Required action:
Go through the lines below. Copy those with "println".

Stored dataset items
■ ■ ■ ■ ■
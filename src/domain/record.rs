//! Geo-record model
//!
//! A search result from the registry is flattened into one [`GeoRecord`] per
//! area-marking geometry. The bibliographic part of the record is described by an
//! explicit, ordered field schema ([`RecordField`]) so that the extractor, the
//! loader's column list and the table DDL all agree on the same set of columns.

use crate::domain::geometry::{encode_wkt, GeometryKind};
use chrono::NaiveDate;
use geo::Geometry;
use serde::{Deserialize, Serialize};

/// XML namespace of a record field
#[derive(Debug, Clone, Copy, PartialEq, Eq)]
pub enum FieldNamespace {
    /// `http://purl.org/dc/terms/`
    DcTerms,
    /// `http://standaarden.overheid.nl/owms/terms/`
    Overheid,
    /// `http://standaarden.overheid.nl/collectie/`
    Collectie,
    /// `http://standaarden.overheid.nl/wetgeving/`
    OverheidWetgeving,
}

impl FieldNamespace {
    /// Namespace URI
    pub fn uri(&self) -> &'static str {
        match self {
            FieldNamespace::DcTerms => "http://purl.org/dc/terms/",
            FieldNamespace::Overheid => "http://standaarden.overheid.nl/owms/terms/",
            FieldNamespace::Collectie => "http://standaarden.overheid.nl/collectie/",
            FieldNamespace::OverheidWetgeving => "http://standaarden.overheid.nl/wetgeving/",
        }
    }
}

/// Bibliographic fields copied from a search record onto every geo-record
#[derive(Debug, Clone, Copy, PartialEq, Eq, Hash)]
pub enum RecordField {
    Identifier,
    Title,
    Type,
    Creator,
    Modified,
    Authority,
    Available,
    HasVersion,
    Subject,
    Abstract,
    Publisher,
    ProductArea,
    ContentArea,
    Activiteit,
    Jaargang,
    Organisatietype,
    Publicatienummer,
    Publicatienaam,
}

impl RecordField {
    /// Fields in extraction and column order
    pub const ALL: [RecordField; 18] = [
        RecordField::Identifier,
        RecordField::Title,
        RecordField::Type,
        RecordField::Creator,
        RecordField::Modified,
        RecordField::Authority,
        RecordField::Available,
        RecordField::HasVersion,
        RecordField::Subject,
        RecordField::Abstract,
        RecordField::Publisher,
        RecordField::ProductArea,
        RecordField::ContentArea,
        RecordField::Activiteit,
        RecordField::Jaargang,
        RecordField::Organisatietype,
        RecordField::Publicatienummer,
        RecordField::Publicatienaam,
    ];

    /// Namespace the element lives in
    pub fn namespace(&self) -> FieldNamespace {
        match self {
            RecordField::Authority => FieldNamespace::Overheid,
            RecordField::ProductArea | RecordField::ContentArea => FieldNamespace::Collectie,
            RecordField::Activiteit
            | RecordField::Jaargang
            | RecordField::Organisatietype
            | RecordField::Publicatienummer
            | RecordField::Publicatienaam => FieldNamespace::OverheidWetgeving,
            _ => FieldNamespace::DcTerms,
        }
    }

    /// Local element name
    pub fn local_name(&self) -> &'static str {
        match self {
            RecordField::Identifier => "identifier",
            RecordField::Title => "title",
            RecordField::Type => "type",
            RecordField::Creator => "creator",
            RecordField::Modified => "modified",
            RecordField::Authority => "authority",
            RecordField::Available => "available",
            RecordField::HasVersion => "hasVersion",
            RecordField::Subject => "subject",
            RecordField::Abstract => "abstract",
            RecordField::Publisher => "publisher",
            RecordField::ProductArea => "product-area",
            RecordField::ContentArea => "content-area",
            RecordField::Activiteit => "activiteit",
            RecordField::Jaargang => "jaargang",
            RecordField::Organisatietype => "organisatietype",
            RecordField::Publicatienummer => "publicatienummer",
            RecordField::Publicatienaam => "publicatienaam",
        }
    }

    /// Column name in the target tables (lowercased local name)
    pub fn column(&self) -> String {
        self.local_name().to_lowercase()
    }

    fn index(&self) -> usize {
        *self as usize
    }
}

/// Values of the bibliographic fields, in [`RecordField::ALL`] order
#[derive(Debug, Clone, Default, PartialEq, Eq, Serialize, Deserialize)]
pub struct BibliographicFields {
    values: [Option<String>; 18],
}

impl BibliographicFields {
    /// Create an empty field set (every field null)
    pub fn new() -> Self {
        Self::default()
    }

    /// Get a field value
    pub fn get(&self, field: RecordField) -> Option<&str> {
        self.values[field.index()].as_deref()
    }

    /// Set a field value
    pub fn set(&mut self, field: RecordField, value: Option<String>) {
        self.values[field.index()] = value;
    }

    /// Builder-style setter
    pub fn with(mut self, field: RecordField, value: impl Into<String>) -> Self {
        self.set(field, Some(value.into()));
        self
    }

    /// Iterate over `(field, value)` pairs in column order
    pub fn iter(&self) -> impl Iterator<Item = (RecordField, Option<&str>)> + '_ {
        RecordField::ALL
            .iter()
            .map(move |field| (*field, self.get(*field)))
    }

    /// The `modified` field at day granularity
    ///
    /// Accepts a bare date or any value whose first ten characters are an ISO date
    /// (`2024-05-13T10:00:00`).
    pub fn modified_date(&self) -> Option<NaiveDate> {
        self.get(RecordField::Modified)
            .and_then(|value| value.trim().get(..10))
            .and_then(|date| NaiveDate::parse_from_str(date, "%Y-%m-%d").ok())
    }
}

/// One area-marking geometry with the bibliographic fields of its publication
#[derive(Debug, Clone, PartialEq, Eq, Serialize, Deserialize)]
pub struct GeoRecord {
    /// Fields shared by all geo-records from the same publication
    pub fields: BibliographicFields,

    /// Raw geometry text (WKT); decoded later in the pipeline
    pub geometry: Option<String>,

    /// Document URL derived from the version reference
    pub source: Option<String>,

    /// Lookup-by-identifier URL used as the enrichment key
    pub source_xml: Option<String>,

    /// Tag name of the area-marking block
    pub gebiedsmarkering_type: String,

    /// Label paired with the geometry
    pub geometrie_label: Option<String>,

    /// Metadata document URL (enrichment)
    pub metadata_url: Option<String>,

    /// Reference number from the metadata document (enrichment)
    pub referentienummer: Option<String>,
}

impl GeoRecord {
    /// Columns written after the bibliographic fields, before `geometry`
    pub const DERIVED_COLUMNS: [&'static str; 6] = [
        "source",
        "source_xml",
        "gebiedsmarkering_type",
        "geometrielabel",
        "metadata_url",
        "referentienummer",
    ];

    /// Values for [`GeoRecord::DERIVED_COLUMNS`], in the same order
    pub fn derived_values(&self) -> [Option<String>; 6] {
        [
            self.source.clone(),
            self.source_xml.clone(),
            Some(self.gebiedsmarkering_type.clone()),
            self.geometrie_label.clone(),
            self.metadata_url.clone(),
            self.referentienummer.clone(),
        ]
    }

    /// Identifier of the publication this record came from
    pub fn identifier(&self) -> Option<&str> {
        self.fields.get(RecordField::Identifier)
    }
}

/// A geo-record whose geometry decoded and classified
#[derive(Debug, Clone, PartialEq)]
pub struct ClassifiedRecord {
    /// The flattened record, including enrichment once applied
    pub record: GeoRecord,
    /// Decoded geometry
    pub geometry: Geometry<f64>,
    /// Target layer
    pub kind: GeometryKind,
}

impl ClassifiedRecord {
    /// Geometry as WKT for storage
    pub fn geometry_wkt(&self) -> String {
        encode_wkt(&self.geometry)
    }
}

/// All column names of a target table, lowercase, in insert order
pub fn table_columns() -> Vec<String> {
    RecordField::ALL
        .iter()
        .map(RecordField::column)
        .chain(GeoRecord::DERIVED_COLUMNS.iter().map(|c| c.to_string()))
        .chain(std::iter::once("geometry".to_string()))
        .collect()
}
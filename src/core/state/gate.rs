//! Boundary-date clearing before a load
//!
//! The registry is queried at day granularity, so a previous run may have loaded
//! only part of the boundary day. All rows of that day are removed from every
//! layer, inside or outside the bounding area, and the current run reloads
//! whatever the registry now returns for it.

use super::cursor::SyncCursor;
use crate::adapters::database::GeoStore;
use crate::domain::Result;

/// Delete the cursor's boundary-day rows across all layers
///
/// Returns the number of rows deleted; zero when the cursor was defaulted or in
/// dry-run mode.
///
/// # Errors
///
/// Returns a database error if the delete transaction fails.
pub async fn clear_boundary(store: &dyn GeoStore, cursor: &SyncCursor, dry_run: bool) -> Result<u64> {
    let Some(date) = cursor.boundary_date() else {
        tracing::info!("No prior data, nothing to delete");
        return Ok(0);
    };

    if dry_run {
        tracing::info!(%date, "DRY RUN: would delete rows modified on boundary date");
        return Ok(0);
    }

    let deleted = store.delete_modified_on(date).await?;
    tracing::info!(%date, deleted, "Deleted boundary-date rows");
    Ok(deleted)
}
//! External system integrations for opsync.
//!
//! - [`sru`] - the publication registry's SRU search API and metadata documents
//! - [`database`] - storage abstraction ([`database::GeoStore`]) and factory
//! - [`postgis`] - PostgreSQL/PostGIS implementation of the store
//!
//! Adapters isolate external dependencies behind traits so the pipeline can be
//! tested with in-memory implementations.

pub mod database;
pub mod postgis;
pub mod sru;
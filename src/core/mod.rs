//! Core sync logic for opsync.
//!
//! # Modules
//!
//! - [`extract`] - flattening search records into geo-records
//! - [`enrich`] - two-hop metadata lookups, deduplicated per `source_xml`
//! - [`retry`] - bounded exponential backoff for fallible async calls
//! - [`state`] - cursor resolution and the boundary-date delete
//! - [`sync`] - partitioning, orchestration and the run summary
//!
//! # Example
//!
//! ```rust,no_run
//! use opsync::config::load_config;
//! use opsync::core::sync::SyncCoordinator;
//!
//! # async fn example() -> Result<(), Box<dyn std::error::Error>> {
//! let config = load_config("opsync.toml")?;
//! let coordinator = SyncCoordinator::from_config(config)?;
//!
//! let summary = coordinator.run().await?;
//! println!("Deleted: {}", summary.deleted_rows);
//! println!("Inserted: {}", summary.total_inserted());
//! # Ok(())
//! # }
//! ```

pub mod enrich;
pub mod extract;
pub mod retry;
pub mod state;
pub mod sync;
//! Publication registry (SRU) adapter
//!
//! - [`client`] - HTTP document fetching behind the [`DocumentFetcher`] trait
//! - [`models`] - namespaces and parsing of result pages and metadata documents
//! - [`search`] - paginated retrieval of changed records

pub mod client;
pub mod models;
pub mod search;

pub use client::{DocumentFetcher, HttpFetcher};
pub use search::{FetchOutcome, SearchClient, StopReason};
■ ■ ■ ■ ■
Task output:
//! println!("Deleted: {}", summary.deleted_rows);
//! println!("Inserted: {}", summary.total_inserted());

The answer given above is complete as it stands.